● Collected data:
------
//! Pattern helpers for generated regular expressions.
//!
//! Every pattern the mapper emits into an expression is compiled here first so
//! that a malformed pattern is caught at generation time instead of inside the
//! generated module. Compiled patterns are cached for the life of the process.

use std::collections::HashMap;
use std::sync::{OnceLock, PoisonError, RwLock};

use regex::Regex;

use crate::error::{Error, Result};

/// Thread-safe cache of compiled patterns.
struct RegexCache {
    cache: RwLock<HashMap<String, Regex>>,
}

impl RegexCache {
    fn new() -> Self {
        Self {
            cache: RwLock::new(HashMap::new()),
        }
    }

    fn get_or_compile(&self, pattern: &str) -> std::result::Result<Regex, regex::Error> {
        {
            let cache = self.cache.read().unwrap_or_else(PoisonError::into_inner);
            if let Some(regex) = cache.get(pattern) {
                return Ok(regex.clone());
            }
        }

        let regex = Regex::new(pattern)?;
        self.cache
            .write()
            .unwrap_or_else(PoisonError::into_inner)
            .insert(pattern.to_string(), regex.clone());
        Ok(regex)
    }
}

fn regex_cache() -> &'static RegexCache {
    static CACHE: OnceLock<RegexCache> = OnceLock::new();
    CACHE.get_or_init(RegexCache::new)
}

/// Check whether `value` matches `pattern`.
///
/// An invalid pattern is logged and treated as a non-match.
pub fn matches_pattern(value: &str, pattern: &str) -> bool {
    match regex_cache().get_or_compile(pattern) {
        Ok(regex) => regex.is_match(value),
        Err(e) => {
            tracing::warn!(
                pattern = pattern,
                error = %e,
                "Invalid regex pattern, treating as non-match"
            );
            false
        }
    }
}

/// Compile `pattern`, returning an [`Error::Expression`] when it is invalid.
pub fn validate_pattern(pattern: &str) -> Result<()> {
    regex_cache()
        .get_or_compile(pattern)
        .map(|_| ())
        .map_err(|e| Error::expression(pattern, format!("invalid regex pattern: {e}")))
}

/// Render a validated pattern as a regex literal (`/.../`) for the generated
/// module. Forward slashes are escaped.
pub fn regex_literal(pattern: &str) -> Result<String> {
    validate_pattern(pattern)?;
    let mut out = String::with_capacity(pattern.len() + 2);
    out.push('/');
    let mut escaped = false;
    for c in pattern.chars() {
        if c == '/' && !escaped {
            out.push('\\');
        }
        escaped = c == '\\' && !escaped;
        out.push(c);
    }
    out.push('/');
    Ok(out)
}

#[cfg(test)]
mod tests {
    use super::*;

    #[test]
    fn test_matches_decimal_pattern() {
        let pattern = r"^\d{1,3}(\.\d{1,2})?$";
        assert!(matches_pattern("123.45", pattern));
        assert!(matches_pattern("1", pattern));
        assert!(!matches_pattern("1234", pattern));
        assert!(!matches_pattern("1.234", pattern));
    }

    #[test]
    fn test_invalid_pattern_returns_false() {
        assert!(!matches_pattern("test", "[invalid"));
    }

    #[test]
    fn test_validate_pattern() {
        assert!(validate_pattern(r"^[A-Za-z0-9+/]*={0,2}$").is_ok());
        let err = validate_pattern("(unclosed").unwrap_err();
        assert!(err.to_string().contains("invalid regex pattern"));
    }

    #[test]
    fn test_regex_caching() {
        let pattern = r"^[0-9a-fA-F]*$";
        assert!(matches_pattern("deadBEEF", pattern));
        assert!(matches_pattern("00ff", pattern));
        assert!(!matches_pattern("xyz", pattern));
    }

    #[test]
    fn test_regex_literal_escapes_slashes() {
        assert_eq!(
            regex_literal(r"^[A-Za-z0-9+/]*={0,2}$").unwrap(),
            r"/^[A-Za-z0-9+\/]*={0,2}$/"
        );
        assert_eq!(regex_literal(r"^a\/b$").unwrap(), r"/^a\/b$/");
        assert!(regex_literal("(").is_err());
    }
}
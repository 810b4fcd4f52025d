use crate::domain::interaction::{
    ChallengePayload, CorrelationToken, InteractionRequest, PresentationStyle,
};
use crate::domain::payment::PaymentRequestStatus;
use crate::domain::ports::GatewayOutcome;
use serde::Deserialize;
use url::Url;

/// Whether the host's rendering context already sits inside a navigation
/// hierarchy. Communicated once at service construction; `Standalone` is
/// the default when the host does not say.
#[derive(Debug, Clone, Copy, PartialEq, Eq, Default, Deserialize)]
#[serde(rename_all = "snake_case")]
pub enum PresentationContext {
    InsideNavigation,
    #[default]
    Standalone,
}

/// Classification of a gateway outcome.
#[derive(Debug, Clone, PartialEq)]
pub enum Classified {
    Terminal(PaymentRequestStatus),
    Present {
        payload: ChallengePayload,
        style: PresentationStyle,
    },
    Redirect {
        target: Url,
        token: CorrelationToken,
    },
}

impl Classified {
    /// The interaction the host must perform, if any.
    pub fn interaction(&self) -> Option<InteractionRequest> {
        match self {
            Classified::Terminal(_) => None,
            Classified::Present { payload, style } => Some(InteractionRequest::PresentController {
                payload: payload.clone(),
                style: *style,
            }),
            Classified::Redirect { target, .. } => Some(InteractionRequest::ExternalRedirect {
                target: target.clone(),
            }),
        }
    }
}

/// Decides, from a gateway outcome, whether the transaction is terminal or
/// requires a further interaction step, and of which kind.
///
/// Pure and deterministic: the same outcome always classifies the same way.
/// Priority order: explicit terminal, then external redirect, then
/// in-process challenge.
#[derive(Debug, Clone, Copy, Default)]
pub struct InteractionBroker {
    context: PresentationContext,
}

impl InteractionBroker {
    pub fn new(context: PresentationContext) -> Self {
        Self { context }
    }

    pub fn classify(&self, outcome: GatewayOutcome) -> Classified {
        match outcome {
            GatewayOutcome::Terminal(status) => Classified::Terminal(status),
            GatewayOutcome::NeedsExternalRedirect { target, token } => {
                Classified::Redirect { target, token }
            }
            GatewayOutcome::NeedsPresentController { payload } => Classified::Present {
                payload,
                style: self.style(),
            },
        }
    }

    fn style(&self) -> PresentationStyle {
        match self.context {
            PresentationContext::InsideNavigation => PresentationStyle::ModalOverNavigation,
            PresentationContext::Standalone => PresentationStyle::ModalStandalone,
        }
    }
}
------
● ASSIGNED TASK:
Repeat each line above exactly as written.

● EXERCISE RESPONSE:
//! Pattern helpers for generated regular expressions.
//!
//! Every pattern the mapper emits into an expression is compiled here first so
//! that a malformed pattern is caught at generation time instead of inside the
//! generated module. Compiled patterns are cached for the life of the process.

use std::collections::HashMap;
use std::sync::{OnceLock, PoisonError, RwLock};

use regex::Regex;

use crate::error::{Error, Result};

/// Thread-safe cache of compiled patterns.
struct RegexCache {
    cache: RwLock<HashMap<String, Regex>>,
}

impl RegexCache {
    fn new() -> Self {
        Self {
            cache: RwLock::new(HashMap::new()),
        }
    }

    fn get_or_compile(&self, pattern: &str) -> std::result::Result<Regex, regex::Error> {
        {
            let cache = self.cache.read().unwrap_or_else(PoisonError::into_inner);
            if let Some(regex) = cache.get(pattern) {
                return Ok(regex.clone());
            }
        }

        let regex = Regex::new(pattern)?;
        self.cache
            .write()
            .unwrap_or_else(PoisonError::into_inner)
            .insert(pattern.to_string(), regex.clone());
        Ok(regex)
    }
}

fn regex_cache() -> &'static RegexCache {
    static CACHE: OnceLock<RegexCache> = OnceLock::new();
    CACHE.get_or_init(RegexCache::new)
}

/// Check whether `value` matches `pattern`.
///
/// An invalid pattern is logged and treated as a non-match.
pub fn matches_pattern(value: &str, pattern: &str) -> bool {
    match regex_cache().get_or_compile(pattern) {
        Ok(regex) => regex.is_match(value),
        Err(e) => {
            tracing::warn!(
                pattern = pattern,
                error = %e,
                "Invalid regex pattern, treating as non-match"
            );
            false
        }
    }
}

/// Compile `pattern`, returning an [`Error::Expression`] when it is invalid.
pub fn validate_pattern(pattern: &str) -> Result<()> {
    regex_cache()
        .get_or_compile(pattern)
        .map(|_| ())
        .map_err(|e| Error::expression(pattern, format!("invalid regex pattern: {e}")))
}

/// Render a validated pattern as a regex literal (`/.../`) for the generated
/// module. Forward slashes are escaped.
pub fn regex_literal(pattern: &str) -> Result<String> {
    validate_pattern(pattern)?;
    let mut out = String::with_capacity(pattern.len() + 2);
    out.push('/');
    let mut escaped = false;
    for c in pattern.chars() {
        if c == '/' && !escaped {
            out.push('\\');
        }
        escaped = c == '\\' && !escaped;
        out.push(c);
    }
    out.push('/');
    Ok(out)
}

#[cfg(test)]
mod tests {
    use super::*;

    #[test]
    fn test_matches_decimal_pattern() {
        let pattern = r"^\d{1,3}(\.\d{1,2})?$";
        assert!(matches_pattern("123.45", pattern));
        assert!(matches_pattern("1", pattern));
        assert!(!matches_pattern("1234", pattern));
        assert!(!matches_pattern("1.234", pattern));
    }

    #[test]
    fn test_invalid_pattern_returns_false() {
        assert!(!matches_pattern("test", "[invalid"));
    }

    #[test]
    fn test_validate_pattern() {
        assert!(validate_pattern(r"^[A-Za-z0-9+/]*={0,2}$").is_ok());
        let err = validate_pattern("(unclosed").unwrap_err();
        assert!(err.to_string().contains("invalid regex pattern"));
    }

    #[test]
    fn test_regex_caching() {
        let pattern = r"^[0-9a-fA-F]*$";
        assert!(matches_pattern("deadBEEF", pattern));
        assert!(matches_pattern("00ff", pattern));
        assert!(!matches_pattern("xyz", pattern));
    }

    #[test]
    fn test_regex_literal_escapes_slashes() {
        assert_eq!(
            regex_literal(r"^[A-Za-z0-9+/]*={0,2}$").unwrap(),
            r"/^[A-Za-z0-9+\/]*={0,2}$/"
        );
        assert_eq!(regex_literal(r"^a\/b$").unwrap(), r"/^a\/b$/");
        assert!(regex_literal("(").is_err());
    }
}
repository 810b4fcd4f52025d
use crate::domain::interaction::{
    ChallengePayload, CorrelationToken, InteractionRequest, PresentationStyle,
};
use crate::domain::payment::PaymentRequestStatus;
use crate::domain::ports::GatewayOutcome;
use serde::Deserialize;
use url::Url;

/// Whether the host's rendering context already sits inside a navigation
/// hierarchy. Communicated once at service construction; `Standalone` is
/// the default when the host does not say.
#[derive(Debug, Clone, Copy, PartialEq, Eq, Default, Deserialize)]
#[serde(rename_all = "snake_case")]
pub enum PresentationContext {
    InsideNavigation,
    #[default]
    Standalone,
}

/// Classification of a gateway outcome.
#[derive(Debug, Clone, PartialEq)]
pub enum Classified {
    Terminal(PaymentRequestStatus),
    Present {
        payload: ChallengePayload,
        style: PresentationStyle,
    },
    Redirect {
        target: Url,
        token: CorrelationToken,
    },
}

impl Classified {
    /// The interaction the host must perform, if any.
    pub fn interaction(&self) -> Option<InteractionRequest> {
        match self {
            Classified::Terminal(_) => None,
            Classified::Present { payload, style } => Some(InteractionRequest::PresentController {
                payload: payload.clone(),
                style: *style,
            }),
            Classified::Redirect { target, .. } => Some(InteractionRequest::ExternalRedirect {
                target: target.clone(),
            }),
        }
    }
}

/// Decides, from a gateway outcome, whether the transaction is terminal or
/// requires a further interaction step, and of which kind.
///
/// Pure and deterministic: the same outcome always classifies the same way.
/// Priority order: explicit terminal, then external redirect, then
/// in-process challenge.
#[derive(Debug, Clone, Copy, Default)]
pub struct InteractionBroker {
    context: PresentationContext,
}

impl InteractionBroker {
    pub fn new(context: PresentationContext) -> Self {
        Self { context }
    }

    pub fn classify(&self, outcome: GatewayOutcome) -> Classified {
        match outcome {
            GatewayOutcome::Terminal(status) => Classified::Terminal(status),
            GatewayOutcome::NeedsExternalRedirect { target, token } => {
                Classified::Redirect { target, token }
            }
            GatewayOutcome::NeedsPresentController { payload } => Classified::Present {
                payload,
                style: self.style(),
            },
        }
    }

    fn style(&self) -> PresentationStyle {
        match self.context {
            PresentationContext::InsideNavigation => PresentationStyle::ModalOverNavigation,
            PresentationContext::Standalone => PresentationStyle::ModalStandalone,
        }
    }
}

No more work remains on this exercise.